Sam Raimi’s prequel has an impossible task: Stand not after, but before the perfect “Wizard of Oz,” one of the greatest films produced by Hollywood. Dolled up in 3D and the best CGI computers can buy, borrow, and steal, “Oz: the Great and Powerful” has no chance. But it’s not a bad film. There’s a childlike playfulness to it, and stacked beside his very unchildlike “Spring Breakers,” oddly fascinating. James Franco again plays against three women as a con artist who’s been bullshitting himself so long, he believes his own schtick. His Oscar is swept away by a tornado to the land that bears his nickname, and there he meets three sisters and witches (Michelle Williams, Mila Kunis, and Rachel Weisz) who believe him to be some kind of prophet. You know from “Wizard” how it all shakes out, and this echoes the same beats -– traveling companions, munchkins, and witch battle. Franco gives a weird, sly take as with “Breakers.” Maybe too sly. Kunis is great and terrible. But wasn’t Judy Garland? Great and powerful? No. The heart of Oz” beats far too cynical, whereas the 1939 film roared beautifully and proud. But it entertains. B

Tuesday, January 15, 2013

The Hobbit: An Unexpected Journey (2012), in 3D High Frame Rate

When I first saw “The Hobbit: An Unexpected Journey,” I did so in the 2D, normal 24-fames-per-second format. Movie geek that I am, I sought out the much-debated 3D, 48-fps version that Peter Jackson insists is the definitive version. The 48 verdict: Incredible. Damn the naysayers. I have seen hundreds of films in a cinema, but I have never felt as if I could reach into the onscreen fantastical world before me, and what better film to do that with than a Tolkien story? Even one embellished and stretched thin and loud as it is here, part one of a new trilogy. Skin, swords, wizard beards and hats, and even Hobbit pottery appear real. The 3D work amplifies the perspective. Of course, this was my second viewing, I knew what was coming. Would I be so positive on my first go-round, unsure of the “Journey” ahead? I cannot say. I can say: The action and special effects have zero blur, including the jaw-dropper “riddle” face-off with Bilbo (Martin Freeman) and Gollum (Andy Serkis). I hated the lethargic pace more, and the fully unnecessary “LOTR” alumni reunions more so, but what a visual delight! The B- advances to B for this version.

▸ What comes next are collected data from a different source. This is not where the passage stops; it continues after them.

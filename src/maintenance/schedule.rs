//! Trend-based maintenance schedule.
//!
//! For every configured item the sample source provides a short window of
//! factor series. The predicted RUL moves with the averaged slope:
//!
//! ```text
//! slope_i   = (last_i - first_i) / window_len
//! rul_days  = max(baseline_rul_days + mean(slope_i) * sensitivity_days, min_rul_days)
//! ```
//!
//! Days until service then pick status and priority from the escalation
//! windows (Due / Scheduled / Monitoring / Completed).

use chrono::{Days, NaiveDate};
use thiserror::Error;
use tracing::{debug, warn};

use crate::config::{MaintenanceItemSpec, ScheduleConfig};
use crate::simulation::{SampleError, SampleSource};
use crate::types::{MaintenanceItem, MaintenanceStatus, Priority};

#[derive(Error, Debug, Clone, PartialEq)]
pub enum ScheduleError {
    #[error("No maintenance items configured")]
    NoItems,

    #[error("{component}: expected {expected} trend series, got {actual}")]
    FactorCount {
        component: String,
        expected: usize,
        actual: usize,
    },

    #[error("{component}: trend series needs at least 2 samples, got {len}")]
    ShortWindow { component: String, len: usize },

    #[error("{0}: trend window contains non-finite values")]
    NonFinite(String),

    #[error("{0}: service date out of range")]
    DateOverflow(String),

    #[error(transparent)]
    Sample(#[from] SampleError),
}

#[derive(Debug, Clone)]
pub struct MaintenanceScheduler {
    config: ScheduleConfig,
}

impl MaintenanceScheduler {
    pub fn new(config: ScheduleConfig) -> Self {
        Self { config }
    }

    pub fn config(&self) -> &ScheduleConfig {
        &self.config
    }

    /// Predict the schedule for every configured item, in configured order.
    ///
    /// Any failure replaces the whole schedule with [`fallback_schedule`].
    pub fn schedule(&self, source: &dyn SampleSource, today: NaiveDate) -> Vec<MaintenanceItem> {
        match self.try_schedule(source, today) {
            Ok(items) => {
                debug!(
                    items = items.len(),
                    due = items.iter().filter(|i| i.status == MaintenanceStatus::Due).count(),
                    "Maintenance schedule predicted"
                );
                items
            }
            Err(e) => {
                warn!(error = %e, "Maintenance scheduling failed, using canned schedule");
                fallback_schedule(today)
            }
        }
    }

    fn try_schedule(&self, source: &dyn SampleSource, today: NaiveDate) -> Result<Vec<MaintenanceItem>, ScheduleError> {
        if self.config.items.is_empty() {
            return Err(ScheduleError::NoItems);
        }
        self.config
            .items
            .iter()
            .map(|spec| {
                let window = source.trend_window(spec, self.config.window_len)?;
                let rul_days = self.predict_rul_days(spec, &window)?;
                build_item(spec, rul_days, today, &self.config)
            })
            .collect()
    }

    /// Trend-adjusted RUL in days for one item.
    pub fn predict_rul_days(&self, spec: &MaintenanceItemSpec, window: &[Vec<f64>]) -> Result<u32, ScheduleError> {
        if window.len() != spec.factor_count {
            return Err(ScheduleError::FactorCount {
                component: spec.component.clone(),
                expected: spec.factor_count,
                actual: window.len(),
            });
        }

        let mut slopes = Vec::with_capacity(window.len());
        for series in window {
            let (Some(first), Some(last)) = (series.first(), series.last()) else {
                return Err(ScheduleError::ShortWindow { component: spec.component.clone(), len: 0 });
            };
            if series.len() < 2 {
                return Err(ScheduleError::ShortWindow {
                    component: spec.component.clone(),
                    len: series.len(),
                });
            }
            if series.iter().any(|v| !v.is_finite()) {
                return Err(ScheduleError::NonFinite(spec.component.clone()));
            }
            slopes.push((last - first) / series.len() as f64);
        }

        let mean_slope = slopes.iter().sum::<f64>() / slopes.len() as f64;
        let predicted = spec.baseline_rul_days + mean_slope * self.config.sensitivity_days;
        if !predicted.is_finite() {
            return Err(ScheduleError::NonFinite(spec.component.clone()));
        }
        Ok(predicted.max(f64::from(self.config.min_rul_days)).floor() as u32)
    }
}

/// Status and priority for a service `days` away.
pub fn classify(days: i64, config: &ScheduleConfig) -> (MaintenanceStatus, Priority) {
    if days <= config.due_within_days {
        (MaintenanceStatus::Due, Priority::High)
    } else if days <= config.scheduled_within_days {
        (MaintenanceStatus::Scheduled, Priority::Medium)
    } else if days <= config.monitoring_within_days {
        (MaintenanceStatus::Monitoring, Priority::Low)
    } else {
        (MaintenanceStatus::Completed, Priority::Low)
    }
}

fn build_item(
    spec: &MaintenanceItemSpec,
    rul_days: u32,
    today: NaiveDate,
    config: &ScheduleConfig,
) -> Result<MaintenanceItem, ScheduleError> {
    let next_service = today
        .checked_add_days(Days::new(u64::from(rul_days)))
        .ok_or_else(|| ScheduleError::DateOverflow(spec.component.clone()))?;
    let last_service = service_before(next_service, spec.service_interval_days).min(today);
    let (status, priority) = classify(i64::from(rul_days), config);

    Ok(MaintenanceItem {
        component: spec.component.clone(),
        message: spec.message.clone(),
        last_service,
        next_service,
        duration: spec.duration.clone(),
        priority,
        status,
        rul_days,
    })
}

fn service_before(next: NaiveDate, interval_days: i64) -> NaiveDate {
    next.checked_sub_days(Days::new(interval_days.max(0).unsigned_abs()))
        .unwrap_or(NaiveDate::MIN)
}

// ============================================================================
// Canned Schedule
// ============================================================================

struct CannedItem {
    component: &'static str,
    message: &'static str,
    duration: &'static str,
    status: MaintenanceStatus,
    priority: Priority,
    rul_days: u32,
    interval_days: i64,
}

const CANNED: [CannedItem; 4] = [
    CannedItem {
        component: "Gearbox Oil",
        message: "Oil change and filter replacement required",
        duration: "4 hours",
        status: MaintenanceStatus::Due,
        priority: Priority::High,
        rul_days: 5,
        interval_days: 60,
    },
    CannedItem {
        component: "Blade Inspection",
        message: "Visual inspection and surface treatment",
        duration: "6 hours",
        status: MaintenanceStatus::Scheduled,
        priority: Priority::Medium,
        rul_days: 25,
        interval_days: 180,
    },
    CannedItem {
        component: "Generator Bearing",
        message: "Bearing lubrication and alignment check",
        duration: "3 hours",
        status: MaintenanceStatus::Completed,
        priority: Priority::Low,
        rul_days: 120,
        interval_days: 180,
    },
    CannedItem {
        component: "Control System",
        message: "Software update and sensor calibration",
        duration: "2 hours",
        status: MaintenanceStatus::Monitoring,
        priority: Priority::Medium,
        rul_days: 60,
        interval_days: 90,
    },
];

/// Fixed four-item schedule, dated relative to `today`.
pub fn fallback_schedule(today: NaiveDate) -> Vec<MaintenanceItem> {
    CANNED
        .iter()
        .map(|c| {
            let next_service = today
                .checked_add_days(Days::new(u64::from(c.rul_days)))
                .unwrap_or(today);
            MaintenanceItem {
                component: c.component.to_string(),
                message: c.message.to_string(),
                last_service: service_before(next_service, c.interval_days).min(today),
                next_service,
                duration: c.duration.to_string(),
                priority: c.priority,
                status: c.status,
                rul_days: c.rul_days,
            }
        })
        .collect()
}

#[cfg(test)]
mod tests {
    use super::*;
    use crate::simulation::ScriptedSampleSource;

    fn today() -> NaiveDate {
        NaiveDate::from_ymd_opt(2024, 3, 1).unwrap()
    }

    fn scheduler() -> MaintenanceScheduler {
        MaintenanceScheduler::new(ScheduleConfig::default())
    }

    #[test]
    fn test_flat_trend_uses_baselines() {
        let s = scheduler();
        let source = ScriptedSampleSource::default().flat_windows(&s.config().items, 30);
        let items = s.schedule(&source, today());

        let summary: Vec<(&str, u32, MaintenanceStatus, Priority)> = items
            .iter()
            .map(|i| (i.component.as_str(), i.rul_days, i.status, i.priority))
            .collect();
        assert_eq!(
            summary,
            vec![
                ("Gearbox Oil", 6, MaintenanceStatus::Due, Priority::High),
                ("Blade Inspection", 25, MaintenanceStatus::Scheduled, Priority::Medium),
                ("Generator Bearing", 120, MaintenanceStatus::Completed, Priority::Low),
                ("Control System", 60, MaintenanceStatus::Monitoring, Priority::Low),
            ]
        );
        assert_eq!(items[0].next_service, NaiveDate::from_ymd_opt(2024, 3, 7).unwrap());
        assert_eq!(items[0].last_service, NaiveDate::from_ymd_opt(2024, 1, 7).unwrap());
    }

    #[test]
    fn test_slope_shifts_rul() {
        let s = scheduler();
        let spec = &s.config().items[1];
        // slopes 1.0, 0.5 and 0.0, mean 0.5 -> +15 days
        let window = vec![vec![0.0, 2.0], vec![0.0, 1.0], vec![3.0, 3.0]];
        assert_eq!(s.predict_rul_days(spec, &window).unwrap(), 40);
    }

    #[test]
    fn test_rul_never_below_minimum() {
        let s = scheduler();
        let spec = &s.config().items[0];
        let window = vec![vec![100.0, 0.0]; spec.factor_count];
        assert_eq!(s.predict_rul_days(spec, &window).unwrap(), 1);
    }

    #[test]
    fn test_classification_boundaries() {
        let c = ScheduleConfig::default();
        assert_eq!(classify(7, &c), (MaintenanceStatus::Due, Priority::High));
        assert_eq!(classify(8, &c), (MaintenanceStatus::Scheduled, Priority::Medium));
        assert_eq!(classify(30, &c), (MaintenanceStatus::Scheduled, Priority::Medium));
        assert_eq!(classify(90, &c), (MaintenanceStatus::Monitoring, Priority::Low));
        assert_eq!(classify(91, &c), (MaintenanceStatus::Completed, Priority::Low));
    }

    #[test]
    fn test_malformed_windows_fall_back() {
        let s = scheduler();
        let canned = fallback_schedule(today());

        // missing window
        assert_eq!(s.schedule(&ScriptedSampleSource::default(), today()), canned);

        // single-sample series
        let short_err = s.predict_rul_days(&s.config().items[0], &[vec![1.0], vec![1.0], vec![1.0]]);
        assert!(matches!(short_err, Err(ScheduleError::ShortWindow { len: 1, .. })));

        // NaN sample
        let nan = vec![vec![0.0, f64::NAN], vec![0.0, 0.0], vec![0.0, 0.0]];
        assert_eq!(
            s.predict_rul_days(&s.config().items[0], &nan),
            Err(ScheduleError::NonFinite("Gearbox Oil".to_string()))
        );

        // wrong series count
        let wrong = ScriptedSampleSource::default().with_window("Gearbox Oil", vec![vec![0.0, 1.0]]);
        assert_eq!(s.schedule(&wrong, today()), canned);
    }

    #[test]
    fn test_canned_schedule_shape() {
        let canned = fallback_schedule(today());
        let statuses: Vec<MaintenanceStatus> = canned.iter().map(|i| i.status).collect();
        assert_eq!(
            statuses,
            vec![
                MaintenanceStatus::Due,
                MaintenanceStatus::Scheduled,
                MaintenanceStatus::Completed,
                MaintenanceStatus::Monitoring,
            ]
        );
        assert!(canned.iter().all(|i| i.next_service >= today() && i.last_service <= today()));
    }
}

Wednesday, January 2, 2013

The Hobbit: An Unexpected Journey (2012)

J.R.R. Tolkien’s seminal 1937 children’s book “The Hobbit, or There and Back Again” is concise, funny, and light in spirit, which I cannot say for director/writer Peter Jackson and his team from the famed “Lord of the Rings” trilogy in their adaptation of the newly titled “The Hobbit: An Unexpected Journey.” There is no “Back Again” here, and there shall not be for two movies, and six (!) more hours. 

This toss-in-the-kitchen-sink trilogy opener stops just shy of three hours as it spells out in detail how Bilbo Baggins (Martin Freeman, playing the young version of Ian Holm, who appears as well) came into possession of the powerful ring –- the Ring -– that sets in motion the 2001-2003 films and 1954-1955 books fans know so well. 

First thing out of the way: I saw “Hobbit” in 2D and regular frame rate, not the 3D and 48 frames-per-second rate that has garnered much press. Second: I read the book so long ago I cannot recall it in my memory. I judge by hunches and –- God help me -– the Web. 

Movie wise, “Hobbit” is split as Tolkein’s greatest and most troubled character, Gollum, the schizophrenic villain/victim who owned and lost the preciousss golden circle to Bilbo, who decades later will hand it over to nephew Frodo, and you know the rest. Team Jackson –- including co-writer Gillermo del Toro -– take not just the “Hobbit” book, but myriad side-stories, prefixes, appendices, and shopping lists written by Tolkein and knit out a story that is jovial, eye-popping in wonder, and maddeningly dull and repetitive to the point of tedium. Even during the big CGI action sequences. 

(There’s a fist-fight between two black-rock mountains (!) that is impressive, bizarre, laugh-out-loud ridiculous, overlong by half, and in the end, useful as a lecture on thermodynamics.) 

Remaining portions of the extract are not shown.